= DiMassimo Goldstein =

American advertising agency

DiMassimo Goldstein is an American marketing, advertising and design agency founded in May 1996 in New York City. The firm has more than 50 employees.

== History ==
DiMassimo Goldstein was founded in 1996 by Mark DiMassimo, a former creative director/vice president at Kirshenbaum & Bond. DiMassimo also previously worked at J. Walter Thompson, BBDO, and Chapman Direct Advertising. The firm’s original name was DiMassimo Inc. and opened with estimated billings of $15–20 million USD. In 2007, Lee Goldstein became an owner and the name was changed to DiMassimo Goldstein.

In 2012, DiMassimo Goldstein was featured on AMC’s reality series The Pitch, where it competed for the account of the women’s clothing and accessory brand C. Wonder.

Currently, DiMassimo is Founder/Creative Chief, Goldstein is co-CEO, Lesley Bielby, who rejoined the agency in 2021 is Co-CEO and CS0. As of 2018, the company's clients include Weight Watchers, the Bronx Zoo, Jackson Hewitt, Ally, Proactiv, and The Partnership for Drug-Free Kids.

== Notable campaigns==
The company's stated focus is "behavior change marketing," which entails working with clients whose products or services are chiefly focused on helping customers change their behavior. This practice is centered around the agency's proprietary ethos of "Inspiring Action"

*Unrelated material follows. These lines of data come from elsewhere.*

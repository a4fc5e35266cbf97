//! Summary and explanation generation over the service seam.
//!
//! Both operations are pure functions of (corpus, language, modifiers):
//! build the directive, call the service, wrap the result. Service errors
//! of any kind become a [`GenerationOutcome::Failure`] carrying a
//! human-readable message — generation never raises past this module, and
//! downstream logic (the synthesis skip, the CLI exit path) branches on the
//! variant, not on the message text.

use crate::generate::service::TextGenerator;
use crate::language::Language;
use crate::prompts::{
    explanation_directive, summary_directive, word_count, LengthTier, PromptBuilder,
};
use serde::{Deserialize, Serialize};
use std::fmt;
use std::sync::Arc;
use tracing::{error, info};

/// The outcome of one generation operation.
///
/// Failures are data, not exceptions: a failed explanation is still shown
/// to the user (rendered with an `Error:` prefix) while suppressing speech
/// synthesis.
#[derive(Debug, Clone, PartialEq, Eq, Serialize, Deserialize)]
#[serde(tag = "status", content = "text", rename_all = "snake_case")]
pub enum GenerationOutcome {
    /// The generated text.
    Success(String),
    /// A human-readable description of why generation failed.
    Failure(String),
}

impl GenerationOutcome {
    pub fn is_success(&self) -> bool {
        matches!(self, GenerationOutcome::Success(_))
    }

    pub fn is_failure(&self) -> bool {
        matches!(self, GenerationOutcome::Failure(_))
    }

    /// The generated text, if any.
    pub fn text(&self) -> Option<&str> {
        match self {
            GenerationOutcome::Success(t) => Some(t),
            GenerationOutcome::Failure(_) => None,
        }
    }
}

impl fmt::Display for GenerationOutcome {
    /// Renders failures with the `Error:` prefix users of the original
    /// workflow expect; success renders the text verbatim.
    fn fmt(&self, f: &mut fmt::Formatter<'_>) -> fmt::Result {
        match self {
            GenerationOutcome::Success(t) => f.write_str(t),
            GenerationOutcome::Failure(msg) => write!(f, "Error: {}", msg),
        }
    }
}

/// Generates summaries and explanations through an injected service handle.
pub struct ContentGenerator {
    service: Arc<dyn TextGenerator>,
}

impl ContentGenerator {
    pub fn new(service: Arc<dyn TextGenerator>) -> Self {
        Self { service }
    }

    /// A concise, multi-sentence overview of the corpus in the target
    /// language.
    pub async fn summary(&self, corpus: &str, language: Language) -> GenerationOutcome {
        info!("Generating summary in {}", language);
        let prompt = PromptBuilder::new(summary_directive(language))
            .document(corpus)
            .build();
        self.run("summary", &prompt).await
    }

    /// A beginner-level, analogy-driven explanation of the corpus.
    ///
    /// When `feedback` is non-empty the directive quotes the entire joined
    /// history; when `keywords` is non-empty they are asked to be
    /// emphasized. The length tier adapts to the corpus word count.
    pub async fn explanation(
        &self,
        corpus: &str,
        language: Language,
        feedback: &[String],
        keywords: &[String],
    ) -> GenerationOutcome {
        let tier = LengthTier::for_word_count(word_count(corpus));
        info!(
            "Generating explanation in {} ({:?} tier, {} feedback round(s))",
            language,
            tier,
            feedback.len()
        );
        let prompt = PromptBuilder::new(explanation_directive(language))
            .length_tier(tier)
            .document(corpus)
            .feedback(feedback)
            .keywords(keywords)
            .build();
        self.run("explanation", &prompt).await
    }

    async fn run(&self, what: &str, prompt: &str) -> GenerationOutcome {
        match self.service.generate(prompt).await {
            Ok(text) => GenerationOutcome::Success(text.trim().to_string()),
            Err(e) => {
                error!("Could not generate {}: {}", what, e);
                GenerationOutcome::Failure(format!("Could not generate {}. ({})", what, e))
            }
        }
    }
}

#[cfg(test)]
mod tests {
    use super::*;
    use crate::error::GenerationError;
    use async_trait::async_trait;
    use std::sync::Mutex;

    /// Captures the directive and returns a canned response.
    struct CapturingService {
        prompts: Mutex<Vec<String>>,
        response: Result<String, GenerationError>,
    }

    impl CapturingService {
        fn ok(text: &str) -> Arc<Self> {
            Arc::new(Self {
                prompts: Mutex::new(Vec::new()),
                response: Ok(text.to_string()),
            })
        }

        fn failing(err: GenerationError) -> Arc<Self> {
            Arc::new(Self {
                prompts: Mutex::new(Vec::new()),
                response: Err(err),
            })
        }

        fn last_prompt(&self) -> String {
            self.prompts.lock().unwrap().last().cloned().unwrap()
        }
    }

    #[async_trait]
    impl TextGenerator for CapturingService {
        async fn generate(&self, prompt: &str) -> Result<String, GenerationError> {
            self.prompts.lock().unwrap().push(prompt.to_string());
            self.response.clone()
        }
    }

    #[tokio::test]
    async fn summary_success_trims_text() {
        let service = CapturingService::ok("  A short overview.\n");
        let generator = ContentGenerator::new(service.clone());

        let outcome = generator.summary("corpus text", Language::English).await;
        assert_eq!(
            outcome,
            GenerationOutcome::Success("A short overview.".to_string())
        );
        assert!(service.last_prompt().contains("corpus text"));
    }

    #[tokio::test]
    async fn explanation_prompt_quotes_whole_feedback_history() {
        let service = CapturingService::ok("explained");
        let generator = ContentGenerator::new(service.clone());
        let history = vec!["too long".to_string(), "add an analogy".to_string()];

        generator
            .explanation("corpus", Language::Hindi, &history, &[])
            .await;

        let prompt = service.last_prompt();
        assert!(prompt.contains("too long"));
        assert!(prompt.contains("add an analogy"));
        assert!(prompt.contains("Hindi"));
    }

    #[tokio::test]
    async fn explanation_prompt_emphasizes_keywords() {
        let service = CapturingService::ok("explained");
        let generator = ContentGenerator::new(service.clone());
        let keywords = vec!["photosynthesis".to_string(), "chlorophyll".to_string()];

        generator
            .explanation("corpus", Language::English, &[], &keywords)
            .await;

        let prompt = service.last_prompt();
        assert!(prompt.contains("photosynthesis, chlorophyll"));
    }

    #[tokio::test]
    async fn unconfigured_service_yields_failure_outcome() {
        let service = CapturingService::failing(GenerationError::Unconfigured {
            hint: "Set GEMINI_API_KEY.".into(),
        });
        let generator = ContentGenerator::new(service);

        let summary = generator.summary("corpus", Language::English).await;
        assert!(summary.is_failure());
        assert!(summary.to_string().starts_with("Error: "));
        assert!(summary.to_string().contains("GEMINI_API_KEY"));
    }

    #[test]
    fn outcome_display_contract() {
        let ok = GenerationOutcome::Success("fine".into());
        let bad = GenerationOutcome::Failure("broke".into());
        assert_eq!(ok.to_string(), "fine");
        assert_eq!(bad.to_string(), "Error: broke");
        assert_eq!(ok.text(), Some("fine"));
        assert_eq!(bad.text(), None);
    }
}
//! Configuration types for a docent session.
//!
//! All workflow behaviour is controlled through [`SessionConfig`], built via
//! its [`SessionConfigBuilder`]. Keeping every knob in one struct makes it
//! trivial to share configs, log them, and diff two runs to understand why
//! their outputs differ.
//!
//! # Design choice: builder over constructor
//! A fifteen-field constructor is unreadable and breaks on every new field.
//! The builder pattern lets callers set only what they care about and rely
//! on well-documented defaults for the rest.

use crate::error::DocentError;
use crate::language::Language;
use crate::progress::ProgressCallback;
use crate::speech::SpeechSynthesizer;
use edgequake_llm::LLMProvider;
use std::fmt;
use std::sync::Arc;

/// Configuration for a session workflow.
///
/// Built via [`SessionConfig::builder()`] or using
/// [`SessionConfig::default()`].
///
/// # Example
/// ```rust
/// use docent::{Language, SessionConfig};
///
/// let config = SessionConfig::builder()
///     .language(Language::Hindi)
///     .keywords(["cricket"])
///     .build()
///     .unwrap();
/// ```
#[derive(Clone)]
pub struct SessionConfig {
    /// Target language for generated content AND synthesized speech.
    /// Default: English.
    pub language: Language,

    /// Personalization keywords the explanation should emphasize when
    /// relevant. Default: empty.
    pub keywords: Vec<String>,

    /// Run the OCR fallback for pages without embedded text. Default: true.
    ///
    /// With OCR off, image-only pages contribute empty text; an image-only
    /// document then counts as empty.
    pub ocr: bool,

    /// Render the explanation as audio. Default: true.
    pub audio: bool,

    /// Longest-edge cap for rasterized page images, in pixels. Default: 2000.
    ///
    /// A safety cap independent of page size. A poster-sized page could
    /// otherwise produce a 13 000 × 18 000 px image and exhaust memory; the
    /// cap also matches the image-size sweet spot for vision-model
    /// recognition.
    pub max_render_pixels: u32,

    /// PDF user password for encrypted documents.
    pub password: Option<String>,

    /// LLM model identifier, e.g. "gemini-2.0-flash", "gpt-4.1-nano".
    /// If None, uses the provider default.
    pub model: Option<String>,

    /// LLM provider name (e.g. "gemini", "openai", "anthropic").
    /// If None along with `provider`, auto-detects from the environment.
    pub provider_name: Option<String>,

    /// Pre-constructed LLM provider. Takes precedence over `provider_name`.
    pub provider: Option<Arc<dyn LLMProvider>>,

    /// Pre-constructed speech synthesizer. Default: the bundled Google
    /// Translate TTS client.
    pub synthesizer: Option<Arc<dyn SpeechSynthesizer>>,

    /// Sampling temperature for generation. Default: 0.7.
    ///
    /// Explanations benefit from some creative freedom (analogies, examples),
    /// unlike transcription tasks that want determinism.
    pub temperature: f32,

    /// Maximum tokens the LLM may generate per request. Default: 4096.
    ///
    /// The long explanation tier asks for 1000+ words; setting this too low
    /// silently truncates the explanation mid-sentence.
    pub max_tokens: usize,

    /// Maximum retry attempts on a transient LLM failure. Default: 3.
    ///
    /// Most 5xx and timeout errors are transient. Permanent errors (bad API
    /// key, 400) are not retried — they surface after the retry loop as a
    /// generation failure.
    pub max_retries: u32,

    /// Initial retry delay in milliseconds (exponential backoff).
    /// Default: 500.
    pub retry_backoff_ms: u64,

    /// Download timeout for URL inputs in seconds. Default: 120.
    pub download_timeout_secs: u64,

    /// Per-request speech-synthesis timeout in seconds. Default: 30.
    pub synthesis_timeout_secs: u64,

    /// Stage progress callback. Default: none.
    pub progress_callback: Option<ProgressCallback>,
}

impl Default for SessionConfig {
    fn default() -> Self {
        Self {
            language: Language::English,
            keywords: Vec::new(),
            ocr: true,
            audio: true,
            max_render_pixels: 2000,
            password: None,
            model: None,
            provider_name: None,
            provider: None,
            synthesizer: None,
            temperature: 0.7,
            max_tokens: 4096,
            max_retries: 3,
            retry_backoff_ms: 500,
            download_timeout_secs: 120,
            synthesis_timeout_secs: 30,
            progress_callback: None,
        }
    }
}

impl fmt::Debug for SessionConfig {
    fn fmt(&self, f: &mut fmt::Formatter<'_>) -> fmt::Result {
        f.debug_struct("SessionConfig")
            .field("language", &self.language)
            .field("keywords", &self.keywords)
            .field("ocr", &self.ocr)
            .field("audio", &self.audio)
            .field("max_render_pixels", &self.max_render_pixels)
            .field("model", &self.model)
            .field("provider_name", &self.provider_name)
            .field("provider", &self.provider.as_ref().map(|_| "<dyn LLMProvider>"))
            .field(
                "synthesizer",
                &self.synthesizer.as_ref().map(|_| "<dyn SpeechSynthesizer>"),
            )
            .field("temperature", &self.temperature)
            .field("max_tokens", &self.max_tokens)
            .field("max_retries", &self.max_retries)
            .finish()
    }
}

impl SessionConfig {
    /// Create a new builder for `SessionConfig`.
    pub fn builder() -> SessionConfigBuilder {
        SessionConfigBuilder {
            config: Self::default(),
        }
    }
}

/// Builder for [`SessionConfig`].
pub struct SessionConfigBuilder {
    config: SessionConfig,
}

impl SessionConfigBuilder {
    pub fn language(mut self, language: Language) -> Self {
        self.config.language = language;
        self
    }

    /// Personalization keywords; blank entries are discarded.
    pub fn keywords<I, S>(mut self, keywords: I) -> Self
    where
        I: IntoIterator<Item = S>,
        S: Into<String>,
    {
        self.config.keywords = keywords
            .into_iter()
            .map(Into::into)
            .map(|k| k.trim().to_string())
            .filter(|k| !k.is_empty())
            .collect();
        self
    }

    pub fn ocr(mut self, enabled: bool) -> Self {
        self.config.ocr = enabled;
        self
    }

    pub fn audio(mut self, enabled: bool) -> Self {
        self.config.audio = enabled;
        self
    }

    pub fn max_render_pixels(mut self, px: u32) -> Self {
        self.config.max_render_pixels = px.max(100);
        self
    }

    pub fn password(mut self, pwd: impl Into<String>) -> Self {
        self.config.password = Some(pwd.into());
        self
    }

    pub fn model(mut self, model: impl Into<String>) -> Self {
        self.config.model = Some(model.into());
        self
    }

    pub fn provider_name(mut self, name: impl Into<String>) -> Self {
        self.config.provider_name = Some(name.into());
        self
    }

    pub fn provider(mut self, provider: Arc<dyn LLMProvider>) -> Self {
        self.config.provider = Some(provider);
        self
    }

    pub fn synthesizer(mut self, synthesizer: Arc<dyn SpeechSynthesizer>) -> Self {
        self.config.synthesizer = Some(synthesizer);
        self
    }

    pub fn temperature(mut self, t: f32) -> Self {
        self.config.temperature = t.clamp(0.0, 2.0);
        self
    }

    pub fn max_tokens(mut self, n: usize) -> Self {
        self.config.max_tokens = n;
        self
    }

    pub fn max_retries(mut self, n: u32) -> Self {
        self.config.max_retries = n;
        self
    }

    pub fn retry_backoff_ms(mut self, ms: u64) -> Self {
        self.config.retry_backoff_ms = ms;
        self
    }

    pub fn download_timeout_secs(mut self, secs: u64) -> Self {
        self.config.download_timeout_secs = secs;
        self
    }

    pub fn synthesis_timeout_secs(mut self, secs: u64) -> Self {
        self.config.synthesis_timeout_secs = secs;
        self
    }

    pub fn progress_callback(mut self, cb: ProgressCallback) -> Self {
        self.config.progress_callback = Some(cb);
        self
    }

    /// Build the configuration, validating constraints.
    pub fn build(self) -> Result<SessionConfig, DocentError> {
        let c = &self.config;
        if c.max_tokens == 0 {
            return Err(DocentError::InvalidConfig("max_tokens must be ≥ 1".into()));
        }
        if c.max_render_pixels < 100 {
            return Err(DocentError::InvalidConfig(format!(
                "max_render_pixels must be ≥ 100, got {}",
                c.max_render_pixels
            )));
        }
        Ok(self.config)
    }
}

• In 2002, the firm created seatback cards for the fitness chain Crunch Fitness and the airline JetBlue, titled “Airplane Yoga” and “Flying Pilates”, designed to illustrate relaxing or strengthening poses that could be done while in an economy class seat.

• In 2007, DiMassimo co-founded "Tappening", a social marketing effort to promote the use of tap water and reduce the environmental impact of single-use plastic water bottles. In 2010, the agency launched "Offlining" to encourage people to occasionally disengage from digital distractions. In 2017, the agency released its first list of "Behavior Change Marketers of the Year."

• In 2014, the firm was the first ad agency to accept the virtual currency of Bitcoin as a method of payment for its services.

• In 2015, the firm ran a rebranding campaign for Weight Watchers, deemphasizing the counting of calories in favor of the company's newly introduced "Freestyle" program, which aims to identify the overall healthfulness of foods through a points program. By the end of DiMassimo Goldstein's relationship with Weight Watchers, the company had experienced 10 consecutive quarters of membership growth.

• A 2016 campaign for Sallie Mae (“Let’s Make College Happen”) was designed to show the positive effect of scholarships on four young people who would not have been able to afford college otherwise. Ads in 2017 for the Bronx Zoo highlighted a Halloween event at the zoo.

• This year, DiMassimo Goldstein ran a creative campaign for Shutterstock that featured digital commercials that parody pop culture using the company's library of stock footage. Some notable subjects of these ads: Fyre Festival, Stranger Things, Game of Thrones and the 50th Anniversary of the Moon Landing

== Awards and recognition==
DiMassimo Goldstein was on the "Inc. 5000" list of the fastest growing companies in the United States, published by Inc. magazine, for the years 2014, 2015, 2016 and 2017. In 2014, the firm was awarded Advertising Age magazine's "Small Agency of the Year" for the Northeast region. Fast Company magazine included the company in its list of "Foremost World-Changing Agencies" in 2009.